Unternehmenschef ist Brian Chesky. Alle drei Gründer sind dem Unternehmen bisher erhalten geblieben. Sie waren nicht nur findig, sondern hatten auch Rückenwind: Der weltweite Reisemarkt wächst seit Jahrzehnten stärker als der Rest der Wirtschaft. Auch jetzt, in Zeiten erhöhter Inflation, wollen die Menschen aufs Verreisen nicht verzichten. Der Datenspezialist Statista geht davon aus, dass sich die globalen Ausgaben für Reisen jeglicher Art zwischen 2024 und 2034 deutlich erhöhen werden, von 11,1 auf 16 Billionen Dollar.

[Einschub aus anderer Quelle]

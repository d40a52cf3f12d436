//! # AR Render
//!
//! Per-frame rendering and composition for augmented reality views.
//!
//! ## Features
//!
//! - **Camera Background**: camera image or depth visualization, with lazy shader swaps
//! - **Depth Occlusion**: virtual content hidden behind real geometry
//! - **Scene Content**: feature points, detected planes and anchored objects
//! - **Environmental Lighting**: main light plus spherical harmonics ambient term
//! - **Tap-to-Place**: hit testing with a bounded FIFO of anchors
//! - **Headless Backend**: every draw recorded for inspection and testing
//!
//! ## Quick Start
//!
//! ```rust,no_run
//! use ar_render::prelude::*;
//!
//! fn main() -> Result<(), AppError> {
//!     let ctx = RenderContext::new(HeadlessBackend::new(), builtin_shaders());
//!     let recording = ReplayRecording::load_or_default("session.ron")?;
//!     let lifecycle = ArLifecycle::new(
//!         move || -> Result<Box<dyn TrackingSession>, SessionError> {
//!             Ok(Box::new(ReplaySession::new(recording.clone())))
//!         },
//!         NoopParticipant,
//!         NoopParticipant,
//!     );
//!     let mut app = ArApp::new(&ctx, AppConfig::default(), lifecycle, LogNotifier::new(false));
//!
//!     app.resume()?;
//!     app.surface_created();
//!     app.surface_changed(1080, 1920);
//!     app.tick()?;
//!     app.pause();
//!     Ok(())
//! }
//! ```

#![warn(missing_docs)]
#![warn(clippy::all, clippy::pedantic, clippy::nursery)]
#![allow(clippy::module_name_repetitions, clippy::similar_names, clippy::too_many_arguments)]

pub mod core;
pub mod config;
pub mod foundation;
pub mod assets;
pub mod tracking;
pub mod render;
pub mod placement;
pub mod app;

pub use app::{AppError, ArApp};

/// Common imports for hosts
pub mod prelude {
    pub use crate::{
        app::{ArApp, ArLifecycle, AppError, LogNotifier, NoopParticipant, UserNotifier},
        assets::{builtin_shaders, DirectoryAssets, LayeredAssets},
        core::{AppConfig, Config},
        foundation::time::Timer,
        render::{backends::HeadlessBackend, resources::RenderContext},
        tracking::{ReplayRecording, ReplaySession, SessionError, TrackingSession},
    };
}
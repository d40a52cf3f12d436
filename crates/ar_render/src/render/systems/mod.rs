//! Rendering passes
//!
//! Each pass owns its meshes and shaders and draws through the shared
//! [`RenderContext`](crate::render::resources::RenderContext):
//!
//! - [`background`]: camera image, depth visualization, virtual scene composite
//! - [`occlusion`]: CPU reference of the composite's depth test
//! - [`point_cloud`], [`plane`], [`virtual_object`]: scene content
//! - [`lighting`]: light estimate to shader uniforms

pub mod background;
pub mod occlusion;
pub mod point_cloud;
pub mod plane;
pub mod virtual_object;
pub mod lighting;

pub use background::BackgroundRenderer;
pub use lighting::{premultiply_spherical_harmonics, update_light_estimation, LightingError, LightingUniforms};
pub use plane::{calculate_distance_to_plane, PlaneRenderer};
pub use point_cloud::PointCloudRenderer;
pub use virtual_object::{VirtualObjectAssets, VirtualObjectRenderer};
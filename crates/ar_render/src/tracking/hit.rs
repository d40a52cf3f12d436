//! Hit testing types

use serde::{Deserialize, Serialize};

use crate::foundation::math::Pose;

use super::frame::Plane;

/// A screen tap in view pixels
#[derive(Debug, Clone, Copy, PartialEq, Serialize, Deserialize)]
pub struct Tap {
    /// Horizontal position in pixels
    pub x: f32,
    /// Vertical position in pixels
    pub y: f32,
}

/// How a feature point's orientation was determined
#[derive(Debug, Clone, Copy, PartialEq, Eq, Serialize, Deserialize)]
pub enum PointOrientationMode {
    /// Orientation is the identity; no surface information
    InitializedToIdentity,
    /// Orientation follows an estimated surface normal
    EstimatedSurfaceNormal,
}

/// How an instant placement point is currently tracked
#[derive(Debug, Clone, Copy, PartialEq, Eq, Serialize, Deserialize)]
pub enum InstantPlacementMethod {
    /// Not tracked
    NotTracking,
    /// Screen-space position with an assumed distance
    ScreenspaceWithApproximateDistance,
    /// Fully tracked in 3D
    FullTracking,
}

/// Entity a hit test ray intersected
#[derive(Debug, Clone, PartialEq, Serialize, Deserialize)]
pub enum Trackable {
    /// A detected plane
    Plane(Plane),
    /// A feature point
    Point {
        /// Orientation source
        orientation_mode: PointOrientationMode,
    },
    /// An instant placement point
    InstantPlacementPoint {
        /// Tracking method
        tracking_method: InstantPlacementMethod,
    },
}

/// One hit test intersection
#[derive(Debug, Clone, PartialEq, Serialize, Deserialize)]
pub struct HitResult {
    /// Pose of the intersection
    pub hit_pose: Pose,
    /// Distance from the camera in metres
    pub distance: f32,
    /// What was hit
    pub trackable: Trackable,
}
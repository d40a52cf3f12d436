//! Environmental HDR lighting uniforms
//!
//! Converts a [`LightEstimate`] into the uniforms of the object shader. The
//! ambient term arrives as 9 spherical-harmonics coefficients per color
//! channel. Before upload each coefficient is multiplied by the constant of
//! its band, which folds the normalized real SH basis and the Lambertian
//! convolution into the coefficients. The shader then evaluates diffuse
//! irradiance as a plain polynomial in the surface normal.

use thiserror::Error;

use crate::foundation::math::{utils, Mat4};
use crate::render::resources::Shader;
use crate::tracking::LightEstimate;

/// Number of ambient coefficients: 9 bands × 3 channels
pub const SPHERICAL_HARMONICS_COEFFICIENT_COUNT: usize = 27;

/// Per-band basis × Lambertian convolution constants, bands 0..=8
pub const SPHERICAL_HARMONIC_FACTORS: [f32; 9] = [
    0.282095,  // Y00
    -0.325735, // Y1-1
    0.325735,  // Y10
    -0.325735, // Y11
    0.273137,  // Y2-2
    -0.273137, // Y2-1
    0.078848,  // Y20
    -0.273137, // Y21
    0.136569,  // Y22
];

/// Lighting input errors
#[derive(Error, Debug, Clone, PartialEq, Eq)]
pub enum LightingError {
    /// Ambient coefficients were not exactly 27 floats
    #[error("Expected {expected} spherical harmonics coefficients, got {actual}")]
    CoefficientCount {
        /// Required count
        expected: usize,
        /// Supplied count
        actual: usize,
    },
}

/// Multiply each coefficient by the constant of its band
///
/// `out[i] = coefficients[i] * SPHERICAL_HARMONIC_FACTORS[i / 3]`. Input of
/// any length other than 27 is rejected, never truncated or padded.
pub fn premultiply_spherical_harmonics(coefficients: &[f32]) -> Result<[f32; 27], LightingError> {
    if coefficients.len() != SPHERICAL_HARMONICS_COEFFICIENT_COUNT {
        return Err(LightingError::CoefficientCount {
            expected: SPHERICAL_HARMONICS_COEFFICIENT_COUNT,
            actual: coefficients.len(),
        });
    }
    let mut out = [0.0; SPHERICAL_HARMONICS_COEFFICIENT_COUNT];
    for (i, (o, c)) in out.iter_mut().zip(coefficients).enumerate() {
        *o = c * SPHERICAL_HARMONIC_FACTORS[i / 3];
    }
    Ok(out)
}

/// Uniform values derived from a valid estimate
#[derive(Debug, Clone, PartialEq)]
pub struct LightingUniforms {
    /// Inverse of the view matrix
    pub view_inverse: Mat4,
    /// Main light direction in view space, `w = 0`
    pub view_light_direction: [f32; 4],
    /// Main light intensity, linear RGB
    pub light_intensity: [f32; 3],
    /// Premultiplied ambient coefficients
    pub spherical_harmonics: [f32; 27],
}

impl LightingUniforms {
    /// Derive the uniforms, or `None` for an invalid estimate
    pub fn derive(estimate: &LightEstimate, view: &Mat4) -> Result<Option<Self>, LightingError> {
        if !estimate.is_valid() {
            return Ok(None);
        }
        let spherical_harmonics = premultiply_spherical_harmonics(&estimate.ambient_spherical_harmonics)?;
        let direction = utils::transform_direction(view, estimate.main_light_direction);
        Ok(Some(Self {
            // Rigid view matrices are always invertible; fall back to identity otherwise
            view_inverse: view.try_inverse().unwrap_or_else(Mat4::identity),
            view_light_direction: [direction.x, direction.y, direction.z, direction.w],
            light_intensity: estimate.main_light_intensity,
            spherical_harmonics,
        }))
    }
}

/// Push the light estimate into the object shader
///
/// An invalid estimate sets only `u_LightEstimateIsValid = false`; every
/// other lighting uniform keeps its previous value. A malformed estimate
/// leaves the shader untouched and returns the error.
pub fn update_light_estimation(
    shader: &mut Shader,
    estimate: &LightEstimate,
    view: &Mat4,
) -> Result<(), LightingError> {
    let Some(uniforms) = LightingUniforms::derive(estimate, view)? else {
        shader.set_bool("u_LightEstimateIsValid", false);
        return Ok(());
    };
    shader
        .set_bool("u_LightEstimateIsValid", true)
        .set_mat4("u_ViewInverse", &uniforms.view_inverse)
        .set_vec4("u_ViewLightDirection", uniforms.view_light_direction)
        .set_vec3("u_LightIntensity", uniforms.light_intensity)
        .set_vec3_array("u_SphericalHarmonicsCoefficients", &uniforms.spherical_harmonics);
    Ok(())
}

#[cfg(test)]
mod tests {
    use super::*;
    use crate::foundation::math::{Pose, Quat, Vec3};
    use crate::tracking::LightEstimateState;
    use approx::assert_relative_eq;

    fn ramp() -> Vec<f32> {
        (0..27).map(|i| i as f32 * 0.5 - 3.0).collect()
    }

    #[test]
    fn premultiply_scales_each_band() {
        let input = ramp();
        let out = premultiply_spherical_harmonics(&input).unwrap();
        for i in 0..27 {
            assert_eq!(out[i], input[i] * SPHERICAL_HARMONIC_FACTORS[i / 3]);
        }
    }

    #[test]
    fn premultiply_is_deterministic_and_linear() {
        let input = ramp();
        let first = premultiply_spherical_harmonics(&input).unwrap();
        let _ = premultiply_spherical_harmonics(&[1.0; 27]).unwrap();
        let second = premultiply_spherical_harmonics(&input).unwrap();
        assert_eq!(first, second);

        let doubled: Vec<f32> = input.iter().map(|c| c * 2.0).collect();
        let out = premultiply_spherical_harmonics(&doubled).unwrap();
        for i in 0..27 {
            assert_relative_eq!(out[i], first[i] * 2.0, epsilon = 1e-6);
        }
    }

    #[test]
    fn wrong_coefficient_count_is_rejected() {
        for len in [0, 9, 26, 28] {
            let err = premultiply_spherical_harmonics(&vec![1.0; len]).unwrap_err();
            assert_eq!(err, LightingError::CoefficientCount { expected: 27, actual: len });
        }
    }

    #[test]
    fn direction_is_transformed_as_a_vector() {
        let estimate = LightEstimate {
            state: LightEstimateState::Valid,
            main_light_direction: [0.0, 1.0, 0.0],
            main_light_intensity: [2.0, 1.5, 1.0],
            ambient_spherical_harmonics: vec![0.0; 27],
        };
        let camera = Pose::new(
            Vec3::new(3.0, 4.0, 5.0),
            Quat::from_axis_angle(&Vec3::x_axis(), std::f32::consts::FRAC_PI_2),
        );
        let view = camera.inverse().to_matrix();
        let uniforms = LightingUniforms::derive(&estimate, &view).unwrap().unwrap();

        // Translation must not leak into a direction
        assert_eq!(uniforms.view_light_direction[3], 0.0);
        // Looking along world +Y, world up points away from the viewer
        assert_relative_eq!(uniforms.view_light_direction[0], 0.0, epsilon = 1e-5);
        assert_relative_eq!(uniforms.view_light_direction[1], 0.0, epsilon = 1e-5);
        assert_relative_eq!(uniforms.view_light_direction[2], -1.0, epsilon = 1e-5);
        assert_eq!(uniforms.light_intensity, [2.0, 1.5, 1.0]);
        assert_relative_eq!(uniforms.view_inverse, camera.to_matrix(), epsilon = 1e-5);
    }

    #[test]
    fn invalid_estimate_derives_nothing() {
        let estimate = LightEstimate { ambient_spherical_harmonics: vec![1.0; 3], ..Default::default() };
        assert_eq!(LightingUniforms::derive(&estimate, &Mat4::identity()), Ok(None));
    }
}
//! # Tap-to-Anchor Placement
//!
//! Turns a screen tap into an anchor on the first acceptable hit:
//!
//! - a **plane**, hit inside its boundary polygon, with the camera in front of it
//! - a **feature point** whose orientation follows an estimated surface normal
//! - any **instant placement point**
//!
//! Hits arrive sorted nearest first, so only the closest acceptable hit is
//! used.

pub mod anchors;
pub mod tap_queue;

pub use anchors::{AnchorStore, MAX_ANCHORS};
pub use tap_queue::{TapQueue, TAP_QUEUE_CAPACITY};

use crate::core::InstantPlacementSettings;
use crate::foundation::math::Pose;
use crate::render::systems::calculate_distance_to_plane;
use crate::tracking::{
    AnchorId, Frame, HitResult, PointOrientationMode, SessionError, SessionHandle, Tap, Trackable,
};

/// Assumed distance to the surface for instant placement hit tests
pub const APPROXIMATE_DISTANCE_METERS: f32 = 2.0;

/// What a tap did
#[derive(Debug, Clone, Copy, PartialEq, Eq)]
pub enum PlacementOutcome {
    /// The camera was not tracking; the tap was dropped
    NotTracking,
    /// No hit qualified for an anchor
    NoAcceptableHit,
    /// A new anchor was created
    Placed {
        /// The new anchor
        anchor: AnchorId,
        /// Oldest anchor evicted to make room
        evicted: Option<AnchorId>,
    },
}

impl PlacementOutcome {
    /// Whether an anchor was created
    pub fn is_placed(&self) -> bool {
        matches!(self, Self::Placed { .. })
    }
}

/// Whether a hit may receive an anchor
pub fn is_hit_acceptable(hit: &HitResult, camera_pose: &Pose) -> bool {
    match &hit.trackable {
        Trackable::Plane(plane) => {
            plane.is_pose_in_polygon(&hit.hit_pose) && calculate_distance_to_plane(&hit.hit_pose, camera_pose) > 0.0
        }
        Trackable::Point { orientation_mode } => *orientation_mode == PointOrientationMode::EstimatedSurfaceNormal,
        Trackable::InstantPlacementPoint { .. } => true,
    }
}

/// Hit test a tap and anchor the first acceptable hit
///
/// Taps are ignored unless the camera is tracking. With instant placement
/// enabled the hit test assumes `approximate_distance` metres to the
/// surface. When the store is full its oldest anchor is detached from the
/// session before the new one is created.
pub fn handle_tap(
    frame: &Frame,
    session: &mut SessionHandle,
    tap: Tap,
    instant_placement: &InstantPlacementSettings,
    approximate_distance: f32,
    anchors: &mut AnchorStore,
) -> Result<PlacementOutcome, SessionError> {
    if !frame.camera.is_tracking() {
        log::debug!("Ignoring tap at ({}, {}): camera not tracking", tap.x, tap.y);
        return Ok(PlacementOutcome::NotTracking);
    }

    let hits = if instant_placement.is_instant_placement_enabled() {
        session.hit_test_instant_placement(frame, tap, approximate_distance)
    } else {
        session.hit_test(frame, tap)
    };
    let Some(hit) = hits.iter().find(|hit| is_hit_acceptable(hit, &frame.camera.pose)) else {
        log::debug!("No acceptable hit among {} results", hits.len());
        return Ok(PlacementOutcome::NoAcceptableHit);
    };

    let evicted = anchors.evict_if_full(|oldest| session.detach_anchor(oldest));
    let anchor = session.create_anchor(hit.hit_pose)?;
    let id = anchor.id;
    anchors.push(anchor, |_| {});
    log::info!("Placed anchor {:?} ({} live)", id, anchors.len());
    Ok(PlacementOutcome::Placed { anchor: id, evicted })
}

#[cfg(test)]
mod tests {
    use super::*;
    use crate::tracking::{
        Camera, FrameRecord, InstantPlacementMethod, Plane, PlaneType, ReplayRecording, ReplaySession, ReplayStep,
        SessionConfig, TrackingState, InstantPlacementMode,
    };

    fn floor() -> Plane {
        Plane {
            id: 7,
            plane_type: PlaneType::HorizontalUpwardFacing,
            center_pose: Pose::from_translation(0.0, -1.0, -1.0),
            polygon: vec![[-1.0, -1.0], [1.0, -1.0], [1.0, 1.0], [-1.0, 1.0]],
            tracking_state: TrackingState::Tracking,
            subsumed_by: None,
        }
    }

    fn plane_hit(x: f32) -> HitResult {
        HitResult {
            hit_pose: Pose::from_translation(x, -1.0, -1.0),
            distance: 1.4,
            trackable: Trackable::Plane(floor()),
        }
    }

    fn point_hit(orientation_mode: PointOrientationMode) -> HitResult {
        HitResult {
            hit_pose: Pose::from_translation(0.0, 0.0, -0.5),
            distance: 0.5,
            trackable: Trackable::Point { orientation_mode },
        }
    }

    fn tracking_frame() -> Frame {
        Frame {
            timestamp: 1,
            camera: Camera { tracking_state: TrackingState::Tracking, ..Default::default() },
            ..Default::default()
        }
    }

    fn session_with_hits(hits: Vec<HitResult>, tracking: bool) -> (SessionHandle, Frame) {
        let mut frame = tracking_frame();
        if !tracking {
            frame.camera.tracking_state = TrackingState::Paused;
        }
        let record = FrameRecord { frame, hits, instant_hits: Vec::new() };
        let recording = ReplayRecording { looping: true, steps: vec![ReplayStep::Frame(record)], ..Default::default() };
        let mut session = SessionHandle::new(Box::new(ReplaySession::new(recording)));
        session.resume().unwrap();
        let frame = session.update().unwrap();
        (session, frame)
    }

    #[test]
    fn plane_hits_need_polygon_and_front_side() {
        assert!(is_hit_acceptable(&plane_hit(0.0), &Pose::IDENTITY));
        // Outside the polygon
        assert!(!is_hit_acceptable(&plane_hit(5.0), &Pose::IDENTITY));
        // Camera below the floor
        assert!(!is_hit_acceptable(&plane_hit(0.0), &Pose::from_translation(0.0, -2.0, 0.0)));
    }

    #[test]
    fn point_hits_need_surface_normal() {
        assert!(is_hit_acceptable(&point_hit(PointOrientationMode::EstimatedSurfaceNormal), &Pose::IDENTITY));
        assert!(!is_hit_acceptable(&point_hit(PointOrientationMode::InitializedToIdentity), &Pose::IDENTITY));
        let instant = HitResult {
            hit_pose: Pose::IDENTITY,
            distance: 2.0,
            trackable: Trackable::InstantPlacementPoint { tracking_method: InstantPlacementMethod::NotTracking },
        };
        assert!(is_hit_acceptable(&instant, &Pose::IDENTITY));
    }

    #[test]
    fn first_acceptable_hit_wins() {
        let hits = vec![point_hit(PointOrientationMode::InitializedToIdentity), plane_hit(0.25), plane_hit(-0.5)];
        let (mut session, frame) = session_with_hits(hits, true);
        let mut store = AnchorStore::default();
        let outcome = handle_tap(&frame, &mut session, Tap { x: 1.0, y: 1.0 }, &Default::default(), 2.0, &mut store)
            .unwrap();
        assert!(outcome.is_placed());
        assert_eq!(store.len(), 1);
        assert_eq!(store.iter().next().map(|a| a.pose.translation[0]), Some(0.25));
    }

    #[test]
    fn taps_are_ignored_while_not_tracking() {
        let (mut session, frame) = session_with_hits(vec![plane_hit(0.0)], false);
        let mut store = AnchorStore::default();
        let outcome = handle_tap(&frame, &mut session, Tap { x: 0.0, y: 0.0 }, &Default::default(), 2.0, &mut store)
            .unwrap();
        assert_eq!(outcome, PlacementOutcome::NotTracking);
        assert!(store.is_empty());
    }

    #[test]
    fn unacceptable_hits_place_nothing() {
        let (mut session, frame) = session_with_hits(vec![plane_hit(9.0)], true);
        let mut store = AnchorStore::default();
        let outcome = handle_tap(&frame, &mut session, Tap { x: 0.0, y: 0.0 }, &Default::default(), 2.0, &mut store)
            .unwrap();
        assert_eq!(outcome, PlacementOutcome::NoAcceptableHit);
    }

    #[test]
    fn full_store_detaches_the_oldest_session_anchor() {
        let (mut session, frame) = session_with_hits(vec![plane_hit(0.0)], true);
        let mut store = AnchorStore::with_capacity(2);
        let tap = Tap { x: 0.0, y: 0.0 };
        for _ in 0..3 {
            handle_tap(&frame, &mut session, tap, &Default::default(), 2.0, &mut store).unwrap();
        }
        assert_eq!(store.ids(), vec![AnchorId(2), AnchorId(3)]);
        assert_eq!(session.anchor_state(AnchorId(1)), None);
        assert_eq!(session.anchor_state(AnchorId(3)), Some(TrackingState::Tracking));
    }

    #[test]
    fn instant_placement_uses_approximate_distance() {
        let (mut session, frame) = session_with_hits(Vec::new(), true);
        session
            .configure(SessionConfig { instant_placement_mode: InstantPlacementMode::LocalYUp, ..Default::default() })
            .unwrap();
        let mut settings = InstantPlacementSettings::default();
        settings.set_instant_placement_enabled(true);
        let mut store = AnchorStore::default();

        let outcome = handle_tap(
            &frame,
            &mut session,
            Tap { x: 0.0, y: 0.0 },
            &settings,
            APPROXIMATE_DISTANCE_METERS,
            &mut store,
        )
        .unwrap();
        assert!(outcome.is_placed());
        assert_eq!(store.iter().next().map(|a| a.pose.translation), Some([0.0, 0.0, -2.0]));
    }
}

Airbnb spielt noch ein weiterer Trend in die Karten: mobiles Arbeiten. Seit der Coronapandemie können und dürfen immer mehr Dienstleistungsjobs auch außerhalb des Firmenbüros erledigt werden. Und zwar nicht unbedingt von zu Hause aus, sondern manchmal auch am Strand.

Börsengang und Bewertung

Spätestens seit dem Börsengang im Dezember 2020 muss sich Airbnb der Frage stellen, ob sich die schöne neue Reisewelt auch in besseren Zahlen bemerkbar macht. Bisher kann sich das Ergebnis sehen lassen: Seit 2019 hat sich der Umsatz des Unternehmens verdoppelt. Profitabel ist Airbnb seit 2022. Analysten schätzen, dass es dieses und nächstes Geschäftsjahr ungefähr drei Milliarden Dollar Gewinn machen wird.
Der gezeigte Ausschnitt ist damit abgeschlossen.